In fünf Monaten wird der Austritt Großbritanniens aus der EU offiziell vollzogen. Laut EU-Kommissar Phil Hogan haben die wahren Verhandlungen aber erst in den letzten Wochen begonnen. Für die britische Regierung wird die Zeit nicht nur für ein Abkommen mit der EU knapp.

Michel Barniers Ton bleibt rau. Der Chefverhandler der Europäischen Kommission hält ein Abkommen für „unwahrscheinlich“, da die britische Regierung den Zugang für europäische Fischer quasi vollständig verweigern will. Dennoch konnten erste Fortschritte erzielt werden.
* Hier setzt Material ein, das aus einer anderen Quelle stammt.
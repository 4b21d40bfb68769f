//! 统一错误模型
//! 定义所有错误类型和错误响应格式

use axum::{
    extract::{multipart::MultipartRejection, rejection::JsonRejection},
    http::StatusCode,
    response::{IntoResponse, Json, Response},
};
use serde::Serialize;
use thiserror::Error;

/// 应用错误类型
#[derive(Debug, Error)]
pub enum AppError {
    #[error("Database error: {0}")]
    Database(#[from] sqlx::Error),

    #[error("Configuration error: {0}")]
    Config(String),

    #[error("Validation failed: {0}")]
    Validation(String),

    #[error("Account with this email already exists")]
    DuplicateAccount,

    #[error("Listing with the same name, price, seller and color already exists")]
    DuplicateListing,

    #[error("Invalid email or password")]
    InvalidCredentials,

    #[error("Authorization token missing")]
    MissingToken,

    #[error("Token is invalid")]
    InvalidToken,

    #[error("Token expired")]
    TokenExpired,

    #[error("Invalid or expired refresh token")]
    InvalidRefreshToken,

    #[error("Access denied")]
    Forbidden,

    #[error("Account not found")]
    AccountNotFound,

    #[error("Resource not found")]
    NotFound,

    #[error("Internal server error: {0}")]
    Internal(String),
}

impl AppError {
    /// 获取 HTTP 状态码
    pub fn status_code(&self) -> StatusCode {
        match self {
            AppError::Validation(_) => StatusCode::BAD_REQUEST,
            AppError::DuplicateAccount | AppError::DuplicateListing => StatusCode::CONFLICT,
            AppError::InvalidCredentials
            | AppError::MissingToken
            | AppError::InvalidToken
            | AppError::TokenExpired => StatusCode::UNAUTHORIZED,
            AppError::InvalidRefreshToken | AppError::Forbidden => StatusCode::FORBIDDEN,
            AppError::AccountNotFound | AppError::NotFound => StatusCode::NOT_FOUND,
            AppError::Database(_) | AppError::Config(_) | AppError::Internal(_) => {
                StatusCode::INTERNAL_SERVER_ERROR
            }
        }
    }

    /// 机器可读的错误类别，客户端据此区分 TOKEN_EXPIRED 与其它失败
    pub fn kind(&self) -> &'static str {
        match self {
            AppError::Validation(_) => "VALIDATION_ERROR",
            AppError::DuplicateAccount => "DUPLICATE_ACCOUNT",
            AppError::DuplicateListing => "DUPLICATE_LISTING",
            AppError::InvalidCredentials => "INVALID_CREDENTIALS",
            AppError::MissingToken => "MISSING_TOKEN",
            AppError::InvalidToken => "INVALID_TOKEN",
            AppError::TokenExpired => "TOKEN_EXPIRED",
            AppError::InvalidRefreshToken => "INVALID_REFRESH_TOKEN",
            AppError::Forbidden => "FORBIDDEN",
            AppError::AccountNotFound => "ACCOUNT_NOT_FOUND",
            AppError::NotFound => "NOT_FOUND",
            AppError::Database(_) | AppError::Config(_) | AppError::Internal(_) => {
                "INTERNAL_ERROR"
            }
        }
    }

    /// 获取用户友好的错误消息（不包含敏感信息）
    pub fn user_message(&self) -> String {
        match self {
            AppError::Validation(msg) => msg.clone(),
            AppError::Database(_) | AppError::Config(_) | AppError::Internal(_) => {
                "Internal server error".to_string()
            }
            other => other.to_string(),
        }
    }

    /// 获取错误码
    pub fn code(&self) -> u16 {
        self.status_code().as_u16()
    }
}

/// 错误响应 DTO
#[derive(Serialize)]
pub struct ErrorResponse {
    pub error: ErrorDetail,
}

#[derive(Serialize)]
pub struct ErrorDetail {
    pub code: u16,
    pub kind: &'static str,
    pub message: String,
    pub request_id: String,
}

impl IntoResponse for AppError {
    fn into_response(self) -> Response {
        let status = self.status_code();
        let request_id = uuid::Uuid::new_v4().to_string();

        let error_response = ErrorResponse {
            error: ErrorDetail {
                code: self.code(),
                kind: self.kind(),
                message: self.user_message(),
                request_id,
            },
        };

        // 5xx 记录完整错误，4xx 仅记录类别
        if status.is_server_error() {
            tracing::error!(
                code = self.code(),
                message = %self,
                request_id = %error_response.error.request_id,
                "Application error"
            );
        } else {
            tracing::debug!(
                code = self.code(),
                kind = self.kind(),
                request_id = %error_response.error.request_id,
                "Request rejected"
            );
        }

        (status, Json(error_response)).into_response()
    }
}

/// 从 config::ConfigError 转换
impl From<config::ConfigError> for AppError {
    fn from(e: config::ConfigError) -> Self {
        AppError::Config(e.to_string())
    }
}

/// 请求体无法解析（类型错误、缺少 Content-Type 等）
impl From<JsonRejection> for AppError {
    fn from(rejection: JsonRejection) -> Self {
        AppError::Validation(format!("Invalid JSON body: {}", rejection.body_text()))
    }
}

impl From<MultipartRejection> for AppError {
    fn from(rejection: MultipartRejection) -> Self {
        AppError::Validation(format!("Invalid multipart body: {}", rejection.body_text()))
    }
}

/// 将 validator 的字段错误合并为一条消息
impl From<validator::ValidationErrors> for AppError {
    fn from(errors: validator::ValidationErrors) -> Self {
        let mut fields: Vec<String> = errors
            .field_errors()
            .into_iter()
            .map(|(field, errs)| {
                let detail = errs
                    .iter()
                    .filter_map(|e| e.message.as_ref().map(|m| m.to_string()))
                    .next()
                    .unwrap_or_else(|| "is invalid".to_string());
                format!("{} {}", field, detail)
            })
            .collect();
        fields.sort();
        AppError::Validation(fields.join("; "))
    }
}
Allerdings muss Boris Johnsons Regierung zusätzlich zeitgleich mehrere Freihandelsabkommen mit Drittstaaten abschließen. Die Verhandlungen an mehreren Fronten erweisen sich wie erwartet als schwieriges Unterfangen.

Als Liz Truss vor einer Woche nach Washington D. C. reiste, war bereits klar, dass Großbritannien vor den US-Wahlen kein Freihandelsabkommen mit den USA unterzeichnen wird. Das Ziel der Staatssekretärin für internationalen Handel war es, zumindest die US-Regierung zu überzeugen, die Straftarife auf Gin und Whisky fallen zu lassen. Diese erhob Donald Trump als Reaktion auf einen Handelsstreit zwischen Airbus und Boeing. Die Britin kam jedoch mit leeren Händen zurück. Die Verhandlungen stehen sinnbildlich für die neue Position Großbritanniens im internationalen Staatengefüge. In den wenigsten Verhandlungen ist es der britischen Regierung bisher gelungen, bestehende Handelsbarrieren abzuschaffen.